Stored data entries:
____________
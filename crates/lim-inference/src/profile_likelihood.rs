//! Profile likelihood scans and intervals.
//!
//! The interval is the set of POI values with
//! `nll(mu) - nll(mu_hat) <= chi2_1^-1(CL) / 2` (two-sided statistic, Wilks).
//! No calculator and no toys are involved.

use crate::profiler::{PoiConstraint, Profiler};
use crate::test_statistic::{self, Sidedness};
use lim_core::{Dataset, Error, ParameterPoint, Result};
use serde::{Deserialize, Serialize};

/// Single point in a profile likelihood scan.
#[derive(Debug, Clone, Serialize, Deserialize)]
pub struct ProfilePoint {
    /// Tested POI value.
    pub mu: f64,
    /// Test statistic value.
    pub t: f64,
    /// Conditional NLL at `mu`.
    pub nll_mu: f64,
    /// Conditional fit convergence.
    pub converged: bool,
    /// Conditional fit iterations.
    pub n_iter: u64,
}

/// Profile likelihood scan result.
#[derive(Debug, Clone, Serialize, Deserialize)]
pub struct ProfileLikelihoodScan {
    /// Unconditional best-fit POI value.
    pub mu_hat: f64,
    /// Unconditional NLL at the global minimum.
    pub nll_hat: f64,
    /// Per-point results.
    pub points: Vec<ProfilePoint>,
}

/// Profile the likelihood at each of `mu_values`.
///
/// Consecutive conditional fits warm-start from the previous converged point.
pub fn scan(
    profiler: &Profiler<'_>,
    data: &Dataset,
    start: &ParameterPoint,
    mu_values: &[f64],
    sidedness: Sidedness,
) -> Result<ProfileLikelihoodScan> {
    let free = profiler.profile_or_fail(data, start, PoiConstraint::Free, "unconditional fit")?;
    let mu_hat = free.poi_value;
    let nll_hat = free.nll;

    let mut warm = free.point.clone();
    let mut points = Vec::with_capacity(mu_values.len());
    for &mu in mu_values {
        let fixed = profiler.profile(data, &warm, PoiConstraint::Fixed(mu))?;
        if fixed.converged() {
            warm = fixed.point.clone();
        } else {
            log::warn!("profile scan: conditional fit did not converge at mu={mu} ({:?})", fixed.status);
        }
        points.push(ProfilePoint {
            mu,
            t: test_statistic::ratio(sidedness, fixed.nll, nll_hat, mu_hat, mu),
            nll_mu: fixed.nll,
            converged: fixed.converged(),
            n_iter: fixed.n_iter,
        });
    }

    Ok(ProfileLikelihoodScan { mu_hat, nll_hat, points })
}

/// How an interval edge was determined.
#[derive(Debug, Clone, Copy, PartialEq, Eq, Serialize, Deserialize)]
#[serde(rename_all = "snake_case")]
pub enum LimitStatus {
    /// The likelihood crosses the threshold inside the POI range.
    Found,
    /// No crossing inside the range; the edge is the range bound.
    AtBoundary,
}

/// A profile likelihood interval.
#[derive(Debug, Clone, Serialize, Deserialize)]
pub struct LikelihoodInterval {
    /// Confidence level.
    pub confidence_level: f64,
    /// Unconditional best-fit POI value.
    pub mu_hat: f64,
    /// Unconditional NLL.
    pub nll_hat: f64,
    /// Lower edge.
    pub lower: f64,
    /// Upper edge.
    pub upper: f64,
    /// How the lower edge was found.
    pub lower_status: LimitStatus,
    /// How the upper edge was found.
    pub upper_status: LimitStatus,
}

/// Profile likelihood interval constructor.
#[derive(Debug, Clone)]
pub struct ProfileLikelihoodCalculator {
    confidence_level: f64,
    rtol: f64,
}

impl ProfileLikelihoodCalculator {
    /// Calculator at `confidence_level` in (0, 1).
    pub fn new(confidence_level: f64) -> Result<Self> {
        if !(0.0 < confidence_level && confidence_level < 1.0) {
            return Err(Error::Validation(format!(
                "confidence level must be in (0, 1), got {confidence_level}"
            )));
        }
        Ok(Self { confidence_level, rtol: 1e-6 })
    }

    /// Override the relative tolerance of the edge bisection.
    pub fn with_rtol(mut self, rtol: f64) -> Self {
        self.rtol = rtol;
        self
    }

    /// `Δnll` threshold for the configured confidence level.
    pub fn threshold(&self) -> Result<f64> {
        Ok(0.5 * lim_prob::chi2::quantile(self.confidence_level, 1.0)?)
    }

    /// Interval on `data`, starting every fit from `start`.
    pub fn interval(
        &self,
        profiler: &Profiler<'_>,
        data: &Dataset,
        start: &ParameterPoint,
    ) -> Result<LikelihoodInterval> {
        let free = profiler.profile_or_fail(data, start, PoiConstraint::Free, "unconditional fit")?;
        let (lo, hi) = profiler.poi_bounds();
        let threshold = self.threshold()?;
        let step = 0.1 * (hi - lo);

        let excess = |mu: f64, warm: &ParameterPoint| -> Result<(f64, ParameterPoint)> {
            let r = profiler.profile_or_fail(
                data,
                warm,
                PoiConstraint::Fixed(mu),
                &format!("conditional fit at mu={mu}"),
            )?;
            Ok((r.nll - free.nll - threshold, r.point))
        };

        let (lower, lower_status) = self.edge(&excess, &free.point, free.poi_value, lo, step)?;
        let (upper, upper_status) = self.edge(&excess, &free.point, free.poi_value, hi, step)?;
        log::debug!(
            "PL interval CL={}: [{lower}, {upper}] mu_hat={} ({lower_status:?}, {upper_status:?})",
            self.confidence_level,
            free.poi_value
        );

        Ok(LikelihoodInterval {
            confidence_level: self.confidence_level,
            mu_hat: free.poi_value,
            nll_hat: free.nll,
            lower,
            upper,
            lower_status,
            upper_status,
        })
    }

    /// Step from `mu_hat` towards `limit` until the excess turns non-negative,
    /// then bisect the last step.
    fn edge<F>(
        &self,
        excess: &F,
        free_point: &ParameterPoint,
        mu_hat: f64,
        limit: f64,
        step: f64,
    ) -> Result<(f64, LimitStatus)>
    where
        F: Fn(f64, &ParameterPoint) -> Result<(f64, ParameterPoint)>,
    {
        let dir = if limit >= mu_hat { 1.0 } else { -1.0 };
        let mut inner = mu_hat;
        let mut warm = free_point.clone();
        loop {
            if (limit - inner) * dir <= 0.0 {
                return Ok((limit, LimitStatus::AtBoundary));
            }
            let outer = if dir > 0.0 { (inner + step).min(limit) } else { (inner - step).max(limit) };
            let (f, point) = excess(outer, &warm)?;
            if f >= 0.0 {
                return Ok((self.bisect(excess, &warm, inner, outer)?, LimitStatus::Found));
            }
            inner = outer;
            warm = point;
        }
    }

    /// Root of the excess between `inside` (excess < 0) and `outside` (excess >= 0).
    fn bisect<F>(&self, excess: &F, warm: &ParameterPoint, mut inside: f64, mut outside: f64) -> Result<f64>
    where
        F: Fn(f64, &ParameterPoint) -> Result<(f64, ParameterPoint)>,
    {
        for _ in 0..200 {
            if (outside - inside).abs() <= self.rtol * outside.abs().max(1.0) {
                break;
            }
            let mid = 0.5 * (inside + outside);
            let (f, _) = excess(mid, warm)?;
            if f >= 0.0 {
                outside = mid;
            } else {
                inside = mid;
            }
        }
        Ok(0.5 * (inside + outside))
    }
}

#[cfg(test)]
mod tests {
    use super::*;
    use crate::profiler::ProfilerConfig;
    use approx::assert_relative_eq;
    use lim_core::StatModel;
    use lim_models::PoissonCounting;

    fn interval(m: &PoissonCounting, n: f64, cl: f64) -> LikelihoodInterval {
        let d = m.observed(n).unwrap();
        let p = Profiler::new(m, ProfilerConfig::default()).unwrap();
        let start = m.config().snapshot_point().unwrap();
        ProfileLikelihoodCalculator::new(cl).unwrap().interval(&p, &d, &start).unwrap()
    }

    #[test]
    fn counting_reference_intervals() {
        let m = PoissonCounting::new();
        let i90 = interval(&m, 25.0, 0.90);
        assert_relative_eq!(i90.mu_hat, 0.5, epsilon = 1e-4);
        assert_relative_eq!(i90.lower, -0.234825, epsilon = 2e-5);
        assert_relative_eq!(i90.upper, 1.414978, epsilon = 2e-5);
        assert_eq!(i90.lower_status, LimitStatus::Found);
        assert_eq!(i90.upper_status, LimitStatus::Found);

        let i68 = interval(&m, 25.0, 0.6827);
        assert_relative_eq!(i68.lower, 0.032763, epsilon = 2e-5);
        assert_relative_eq!(i68.upper, 1.033874, epsilon = 2e-5);
        assert!(i68.lower > i90.lower && i68.upper < i90.upper);
    }

    #[test]
    fn edge_outside_range_reports_boundary() {
        let m = PoissonCounting::with_yields(10.0, 20.0, (0.0, 1.0)).unwrap();
        let i = interval(&m, 25.0, 0.90);
        assert_eq!(i.upper, 1.0);
        assert_eq!(i.upper_status, LimitStatus::AtBoundary);
        assert_eq!(i.lower, 0.0);
        assert_eq!(i.lower_status, LimitStatus::AtBoundary);
    }

    #[test]
    fn best_fit_on_boundary() {
        let m = PoissonCounting::new();
        let i = interval(&m, 5.0, 0.90);
        assert_relative_eq!(i.mu_hat, -1.0, epsilon = 1e-8);
        assert_eq!(i.lower_status, LimitStatus::AtBoundary);
        assert_eq!(i.upper_status, LimitStatus::Found);
        assert!(i.upper > -1.0);
    }

    #[test]
    fn scan_matches_statistic() {
        let m = PoissonCounting::new();
        let d = m.observed(25.0).unwrap();
        let p = Profiler::new(&m, ProfilerConfig::default()).unwrap();
        let start = m.config().snapshot_point().unwrap();
        let mus = [0.0, 0.5, 1.0, 2.0];
        let s = scan(&p, &d, &start, &mus, Sidedness::TwoSided).unwrap();
        assert_eq!(s.points.len(), 4);
        for pt in &s.points {
            let lam = 10.0 * pt.mu + 20.0;
            let expected = 2.0 * (lam - 25.0 - 25.0 * (lam / 25.0).ln());
            assert_relative_eq!(pt.t, expected, epsilon = 1e-5);
            assert!(pt.converged);
        }
        let one = scan(&p, &d, &start, &mus, Sidedness::OneSided).unwrap();
        assert_eq!(one.points[0].t, 0.0);
    }

    #[test]
    fn invalid_level_rejected() {
        assert!(ProfileLikelihoodCalculator::new(0.0).is_err());
        assert!(ProfileLikelihoodCalculator::new(1.2).is_err());
    }
}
____________
Copy the records above exactly, beginning at the line that contains "let i90 = interval(&m, 25.0, 0.90);" and stopping after the line that contains "assert_eq!(i90.lower_status, LimitStatus::Found);".

        let i90 = interval(&m, 25.0, 0.90);
        assert_relative_eq!(i90.mu_hat, 0.5, epsilon = 1e-4);
        assert_relative_eq!(i90.lower, -0.234825, epsilon = 2e-5);
        assert_relative_eq!(i90.upper, 1.414978, epsilon = 2e-5);
        assert_eq!(i90.lower_status, LimitStatus::Found);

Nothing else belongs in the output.